Problem details – Check each line of the data, and copy those where "ServerConfig" appears.

Task data –

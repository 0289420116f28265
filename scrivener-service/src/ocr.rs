//! Optical character recognition engines.
//!
//! The service treats OCR as a black box behind the [`OcrEngine`] trait:
//! image file in, extracted text out. The production engine shells out to the
//! Tesseract CLI; tests substitute deterministic engines.

use async_trait::async_trait;
use std::path::{Path, PathBuf};
use std::time::Duration;
use thiserror::Error;
use tokio::process::Command;
use tracing::debug;

use crate::config::OcrConfig;

/// OCR engine errors
#[derive(Error, Debug)]
pub enum OcrError {
    #[error("Failed to start OCR process")]
    Spawn(#[source] std::io::Error),

    #[error("OCR failed (exit {status}): {stderr}")]
    Failed { status: i32, stderr: String },

    #[error("OCR produced non-UTF-8 output")]
    InvalidOutput(#[source] std::string::FromUtf8Error),

    #[error("OCR timed out after {timeout_secs}s")]
    Timeout { timeout_secs: u64 },
}

/// A text extraction backend.
///
/// Implementations take the path of a persisted image and return every piece
/// of text they can recognize in it. A blank or unreadable-but-valid image
/// yields an empty string; corrupt or unsupported input is an error. An
/// extraction must never hang indefinitely.
#[async_trait]
pub trait OcrEngine: Send + Sync {
    async fn extract_text(&self, image_path: &Path) -> Result<String, OcrError>;
}

/// OCR engine backed by the Tesseract command line tool.
pub struct TesseractEngine {
    command: PathBuf,
    language: String,
    timeout: Duration,
}

impl TesseractEngine {
    pub fn new(config: &OcrConfig) -> Self {
        Self {
            command: config.command.clone(),
            language: config.language.clone(),
            timeout: config.timeout(),
        }
    }
}

#[async_trait]
impl OcrEngine for TesseractEngine {
    async fn extract_text(&self, image_path: &Path) -> Result<String, OcrError> {
        debug!(path = %image_path.display(), "Running tesseract");

        // `tesseract <image> stdout` prints the recognized text on stdout.
        // Dropping the output future on timeout kills the child.
        let output = Command::new(&self.command)
            .arg(image_path)
            .arg("stdout")
            .arg("-l")
            .arg(&self.language)
            .output();

        let output = tokio::time::timeout(self.timeout, output)
            .await
            .map_err(|_| OcrError::Timeout {
                timeout_secs: self.timeout.as_secs(),
            })?
            .map_err(OcrError::Spawn)?;

        if !output.status.success() {
            return Err(OcrError::Failed {
                status: output.status.code().unwrap_or(-1),
                stderr: String::from_utf8_lossy(&output.stderr).trim().to_string(),
            });
        }

        // Tesseract writes diagnostics to stderr even on success; only the
        // exit status decides failure.
        String::from_utf8(output.stdout).map_err(OcrError::InvalidOutput)
    }
}
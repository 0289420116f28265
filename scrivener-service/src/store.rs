//! In-memory store for extraction results.

use dashmap::DashMap;

/// Extracted text keyed by upload identifier.
///
/// Entries are written once when an extraction completes and live for the
/// lifetime of the process. Lookups and inserts from concurrent requests go
/// through the shard locks of the underlying map; callers never iterate the
/// map directly.
#[derive(Default)]
pub struct ExtractionStore {
    entries: DashMap<String, String>,
}

impl ExtractionStore {
    pub fn new() -> Self {
        Self {
            entries: DashMap::new(),
        }
    }

    /// Store extracted text under an upload identifier, replacing any
    /// previous entry for the same identifier.
    pub fn insert(&self, upload_id: String, text: String) {
        self.entries.insert(upload_id, text);
    }

    /// Look up the extracted text for an upload identifier.
    pub fn get(&self, upload_id: &str) -> Option<String> {
        self.entries.get(upload_id).map(|entry| entry.value().clone())
    }

    /// Number of stored extractions
    pub fn len(&self) -> usize {
        self.entries.len()
    }

    pub fn is_empty(&self) -> bool {
        self.entries.is_empty()
    }
}

#[cfg(test)]
mod tests {
    use super::*;
    use std::sync::Arc;

    #[test]
    fn test_insert_and_get() {
        let store = ExtractionStore::new();
        assert!(store.is_empty());
        assert_eq!(store.get("receipt_1.png"), None);

        store.insert("receipt_1.png".to_string(), "Total: $4.20".to_string());
        assert_eq!(
            store.get("receipt_1.png"),
            Some("Total: $4.20".to_string())
        );
        assert_eq!(store.len(), 1);
    }

    #[test]
    fn test_insert_overwrites() {
        let store = ExtractionStore::new();
        store.insert("scan.png".to_string(), "first".to_string());
        store.insert("scan.png".to_string(), "second".to_string());
        assert_eq!(store.get("scan.png"), Some("second".to_string()));
        assert_eq!(store.len(), 1);
    }

    #[test]
    fn test_concurrent_inserts_to_distinct_keys() {
        let store = Arc::new(ExtractionStore::new());

        let handles: Vec<_> = (0..8)
            .map(|i| {
                let store = store.clone();
                std::thread::spawn(move || {
                    for j in 0..50 {
                        store.insert(format!("upload_{i}_{j}"), format!("text {i} {j}"));
                    }
                })
            })
            .collect();
        for handle in handles {
            handle.join().unwrap();
        }

        assert_eq!(store.len(), 8 * 50);
        assert_eq!(store.get("upload_3_17"), Some("text 3 17".to_string()));
    }
}
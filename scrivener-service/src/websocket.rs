//! WebSocket support for real-time upload processing notifications
//!
//! Clients open a WebSocket to receive plain-text stage messages as uploads
//! move through the pipeline, without polling. The hub owns every registered
//! listener; sockets themselves are driven by per-connection forwarding tasks
//! so one slow or dead socket never delays delivery to the others.

use axum::extract::ws::{Message, WebSocket};
use dashmap::DashMap;
use futures::{SinkExt, StreamExt};
use std::sync::Arc;
use tokio::sync::mpsc;
use tracing::{debug, error, info};

pub mod messages;

pub use messages::StatusUpdate;

/// Registry of active listener connections
///
/// Handles connection lifecycle and status broadcasting. Each registered
/// listener is represented by the sending half of its forwarding channel; a
/// listener whose channel is gone is removed the next time a broadcast
/// touches it.
pub struct NotificationHub {
    connections: DashMap<String, mpsc::UnboundedSender<StatusUpdate>>,
}

impl Default for NotificationHub {
    fn default() -> Self {
        Self::new()
    }
}

impl NotificationHub {
    /// Create a new notification hub
    pub fn new() -> Self {
        Self {
            connections: DashMap::new(),
        }
    }

    /// Add a new listener connection
    pub fn register(&self, listener_id: String, tx: mpsc::UnboundedSender<StatusUpdate>) {
        debug!(listener_id = %listener_id, "Adding listener connection");
        self.connections.insert(listener_id, tx);
    }

    /// Remove a listener connection. A no-op when the listener was already
    /// pruned by a failed broadcast.
    pub fn unregister(&self, listener_id: &str) {
        debug!(listener_id = %listener_id, "Removing listener connection");
        self.connections.remove(listener_id);
    }

    /// Broadcast a status update to every registered listener
    ///
    /// Sends are non-blocking channel writes; the actual socket traffic
    /// happens in each connection's forwarding task. A failed send means the
    /// listener is gone, and it is silently dropped from the registry without
    /// affecting delivery to the others.
    pub fn broadcast(&self, update: StatusUpdate) {
        let mut sent_count = 0;
        let mut dead: Vec<String> = Vec::new();

        for entry in self.connections.iter() {
            if entry.value().send(update.clone()).is_ok() {
                sent_count += 1;
            } else {
                dead.push(entry.key().clone());
            }
        }

        // Removal happens after iteration; the shard iterators are never
        // mutated underneath.
        for listener_id in dead {
            debug!(listener_id = %listener_id, "Pruning dead listener");
            self.connections.remove(&listener_id);
        }

        if sent_count > 0 {
            debug!(sent_count, update = %update, "Broadcast status update");
        }
    }

    /// Get the number of active listener connections
    pub fn connection_count(&self) -> usize {
        self.connections.len()
    }
}

/// Handle a WebSocket connection
///
/// This function is called when a WebSocket connection is established.
/// It registers the listener with the hub, forwards broadcast updates out to
/// the socket, and keeps the connection open until the client goes away. No
/// inbound message format is required; text frames are ignored.
pub async fn handle_ws_connection(socket: WebSocket, hub: Arc<NotificationHub>) {
    let listener_id = uuid::Uuid::new_v4().to_string();
    info!(listener_id = %listener_id, "New listener connection");

    // Split the socket into sender and receiver
    let (mut ws_tx, mut ws_rx) = socket.split();

    // Create a channel for pushing status updates to this connection
    let (update_tx, mut update_rx) = mpsc::unbounded_channel::<StatusUpdate>();

    hub.register(listener_id.clone(), update_tx);

    // Spawn task to forward updates from the channel to the WebSocket
    let listener_id_clone = listener_id.clone();
    let send_task = tokio::spawn(async move {
        while let Some(update) = update_rx.recv().await {
            if ws_tx
                .send(Message::Text(update.to_string().into()))
                .await
                .is_err()
            {
                break;
            }
        }
        debug!(listener_id = %listener_id_clone, "Listener send task ended");
    });

    // Drain incoming frames until the client disconnects
    while let Some(result) = ws_rx.next().await {
        match result {
            Ok(Message::Text(text)) => {
                debug!(listener_id = %listener_id, text = %text, "Ignoring inbound text frame");
            }
            Ok(Message::Binary(_)) => {
                debug!(listener_id = %listener_id, "Ignoring inbound binary frame");
            }
            Ok(Message::Ping(_)) => {
                // axum answers pings automatically
            }
            Ok(Message::Pong(_)) => {
                // Pong received - connection is alive
            }
            Ok(Message::Close(_)) => {
                info!(listener_id = %listener_id, "Listener connection closed by client");
                break;
            }
            Err(e) => {
                error!(listener_id = %listener_id, error = %e, "WebSocket error");
                break;
            }
        }
    }

    // Clean up
    hub.unregister(&listener_id);
    send_task.abort();
    info!(listener_id = %listener_id, "Listener connection closed");
}
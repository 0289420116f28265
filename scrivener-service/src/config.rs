//! Static configuration loaded at startup.
//! These settings affect server binding or require restart to change.

use serde::Deserialize;
use std::path::PathBuf;
use std::time::Duration;

/// Static configuration loaded at startup
/// These settings affect server binding or require restart to change
#[derive(Debug, Clone, Deserialize)]
pub struct StaticConfig {
    #[serde(default = "default_server")]
    pub server: ServerConfig,

    #[serde(default = "default_storage")]
    pub storage: StorageConfig,

    #[serde(default = "default_ocr")]
    pub ocr: OcrConfig,

    #[serde(default = "default_limits")]
    pub limits: LimitsConfig,
}

/// HTTP server configuration
#[derive(Debug, Clone, Deserialize)]
pub struct ServerConfig {
    #[serde(default = "default_host")]
    pub host: String,

    #[serde(default = "default_port")]
    pub port: u16,
}

/// Storage configuration
#[derive(Debug, Clone, Deserialize)]
pub struct StorageConfig {
    /// Spool directory for uploaded images awaiting extraction. Files only
    /// live here for the duration of one extraction.
    #[serde(default = "default_spool_dir")]
    pub spool_dir: PathBuf,

    /// Directory holding the landing page and other static assets.
    #[serde(default = "default_static_dir")]
    pub static_dir: PathBuf,
}

/// OCR engine configuration
#[derive(Debug, Clone, Deserialize)]
pub struct OcrConfig {
    /// Tesseract executable to invoke. A bare name is resolved via PATH.
    #[serde(default = "default_ocr_command")]
    pub command: PathBuf,

    /// Recognition language passed to tesseract's `-l` flag.
    #[serde(default = "default_ocr_language")]
    pub language: String,

    #[serde(default = "default_ocr_timeout_secs")]
    pub timeout_secs: u64,
}

impl OcrConfig {
    pub fn timeout(&self) -> Duration {
        Duration::from_secs(self.timeout_secs)
    }
}

/// Request size limits
#[derive(Debug, Clone, Deserialize)]
pub struct LimitsConfig {
    #[serde(default = "default_max_upload_size_bytes")]
    pub max_upload_size_bytes: u64,
}

// ==================== Default Value Functions ====================

pub(crate) fn default_server() -> ServerConfig {
    ServerConfig {
        host: default_host(),
        port: default_port(),
    }
}

pub(crate) fn default_host() -> String {
    "0.0.0.0".to_string()
}

pub(crate) fn default_port() -> u16 {
    8080
}

pub(crate) fn default_storage() -> StorageConfig {
    StorageConfig {
        spool_dir: default_spool_dir(),
        static_dir: default_static_dir(),
    }
}

pub(crate) fn default_spool_dir() -> PathBuf {
    PathBuf::from("./data/spool")
}

pub(crate) fn default_static_dir() -> PathBuf {
    PathBuf::from("./static")
}

pub(crate) fn default_ocr() -> OcrConfig {
    OcrConfig {
        command: default_ocr_command(),
        language: default_ocr_language(),
        timeout_secs: default_ocr_timeout_secs(),
    }
}

pub(crate) fn default_ocr_command() -> PathBuf {
    PathBuf::from("tesseract")
}

pub(crate) fn default_ocr_language() -> String {
    "eng".to_string()
}

pub(crate) fn default_ocr_timeout_secs() -> u64 {
    30
}

pub(crate) fn default_limits() -> LimitsConfig {
    LimitsConfig {
        max_upload_size_bytes: default_max_upload_size_bytes(),
    }
}

pub(crate) fn default_max_upload_size_bytes() -> u64 {
    20 * 1024 * 1024
}
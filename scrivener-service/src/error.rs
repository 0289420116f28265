use axum::{
    Json,
    http::StatusCode,
    response::{IntoResponse, Response},
};
use serde::Serialize;
use thiserror::Error;

use crate::ocr::OcrError;

/// Main service error type
#[derive(Error, Debug)]
pub enum ServiceError {
    #[error("File must be an image, got content type: {content_type}")]
    InvalidContentType { content_type: String },

    #[error("Invalid request: {message}")]
    InvalidRequest { message: String },

    #[error("Upload not found: {upload_id}")]
    UploadNotFound { upload_id: String },

    #[error("Failed to persist upload")]
    Persist(#[source] std::io::Error),

    #[error("Text extraction failed")]
    Extraction(#[from] OcrError),
}

/// API error response
#[derive(Serialize)]
pub struct ErrorResponse {
    pub message: String,
    #[serde(skip_serializing_if = "Option::is_none")]
    pub code: Option<String>,
}

impl ServiceError {
    fn status_code(&self) -> StatusCode {
        match self {
            ServiceError::InvalidContentType { .. } | ServiceError::InvalidRequest { .. } => {
                StatusCode::BAD_REQUEST
            }
            ServiceError::UploadNotFound { .. } => StatusCode::NOT_FOUND,
            ServiceError::Persist(_) | ServiceError::Extraction(_) => {
                StatusCode::INTERNAL_SERVER_ERROR
            }
        }
    }

    fn error_code(&self) -> &'static str {
        match self {
            ServiceError::InvalidContentType { .. } => "invalid_content_type",
            ServiceError::InvalidRequest { .. } => "invalid_request",
            ServiceError::UploadNotFound { .. } => "upload_not_found",
            ServiceError::Persist(_) => "persist_error",
            ServiceError::Extraction(_) => "extraction_error",
        }
    }

    /// Message safe to return to the client. Server-side failures collapse to
    /// a generic description; the detail is logged where the error occurred.
    fn client_message(&self) -> String {
        match self {
            ServiceError::Persist(_) => "Processing failed while saving the upload".to_string(),
            ServiceError::Extraction(_) => "Processing failed while extracting text".to_string(),
            _ => self.to_string(),
        }
    }
}

impl IntoResponse for ServiceError {
    fn into_response(self) -> Response {
        let status = self.status_code();
        if status == StatusCode::INTERNAL_SERVER_ERROR {
            tracing::error!(error = ?self, "Request failed");
        }

        let response = ErrorResponse {
            message: self.client_message(),
            code: Some(self.error_code().to_string()),
        };

        (status, Json(response)).into_response()
    }
}

/// Result type alias for service operations
pub type ServiceResult<T> = Result<T, ServiceError>;

#[cfg(test)]
mod tests {
    use super::*;

    #[test]
    fn test_status_codes() {
        let err = ServiceError::InvalidContentType {
            content_type: "text/plain".to_string(),
        };
        assert_eq!(err.status_code(), StatusCode::BAD_REQUEST);

        let err = ServiceError::InvalidRequest {
            message: "No file provided".to_string(),
        };
        assert_eq!(err.status_code(), StatusCode::BAD_REQUEST);

        let err = ServiceError::UploadNotFound {
            upload_id: "missing".to_string(),
        };
        assert_eq!(err.status_code(), StatusCode::NOT_FOUND);

        let err = ServiceError::Persist(std::io::Error::other("disk full"));
        assert_eq!(err.status_code(), StatusCode::INTERNAL_SERVER_ERROR);
    }

    #[test]
    fn test_client_messages_do_not_leak_internal_detail() {
        let err = ServiceError::Persist(std::io::Error::other("disk full"));
        assert!(!err.client_message().contains("disk full"));

        // Client errors keep their descriptive message
        let err = ServiceError::InvalidContentType {
            content_type: "text/plain".to_string(),
        };
        assert!(err.client_message().contains("must be an image"));
        assert!(err.client_message().contains("text/plain"));
    }
}
//! Upload API endpoints.
//!
//! Handlers for submitting an image for text extraction and for looking up
//! a stored extraction result.

use axum::{
    Json,
    extract::{Multipart, Path, State},
};
use std::sync::Arc;

use crate::error::ServiceError;
use crate::service::UploadResponse;

use super::AppState;

/// Upload an image for text extraction
///
/// Expects a multipart body with one `file` field. The part's declared
/// content type decides whether the upload is accepted at all; the pipeline
/// does the rest.
pub async fn upload_handler(
    State(state): State<Arc<AppState>>,
    mut multipart: Multipart,
) -> Result<Json<UploadResponse>, ServiceError> {
    let mut file_data: Option<(Vec<u8>, String, String)> = None;

    while let Ok(Some(field)) = multipart.next_field().await {
        let name = field.name().unwrap_or("").to_string();

        match name.as_str() {
            "file" => {
                let filename = field.file_name().unwrap_or("upload").to_string();
                let content_type = field
                    .content_type()
                    .unwrap_or("application/octet-stream")
                    .to_string();
                let data = field
                    .bytes()
                    .await
                    .map_err(|e| ServiceError::InvalidRequest {
                        message: e.to_string(),
                    })?;
                file_data = Some((data.to_vec(), filename, content_type));
            }
            _ => {}
        }
    }

    let (data, filename, content_type) = file_data.ok_or_else(|| ServiceError::InvalidRequest {
        message: "No file provided".to_string(),
    })?;

    let response = state
        .service
        .handle_upload(&data, &filename, &content_type)
        .await?;

    Ok(Json(response))
}

/// Get the stored extraction result for an upload identifier
pub async fn get_extraction_handler(
    State(state): State<Arc<AppState>>,
    Path(upload_id): Path<String>,
) -> Result<Json<UploadResponse>, ServiceError> {
    let extraction = state.service.extraction(&upload_id)?;
    Ok(Json(extraction))
}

Written response –
    pub server: ServerConfig,
pub struct ServerConfig {
pub(crate) fn default_server() -> ServerConfig {
    ServerConfig {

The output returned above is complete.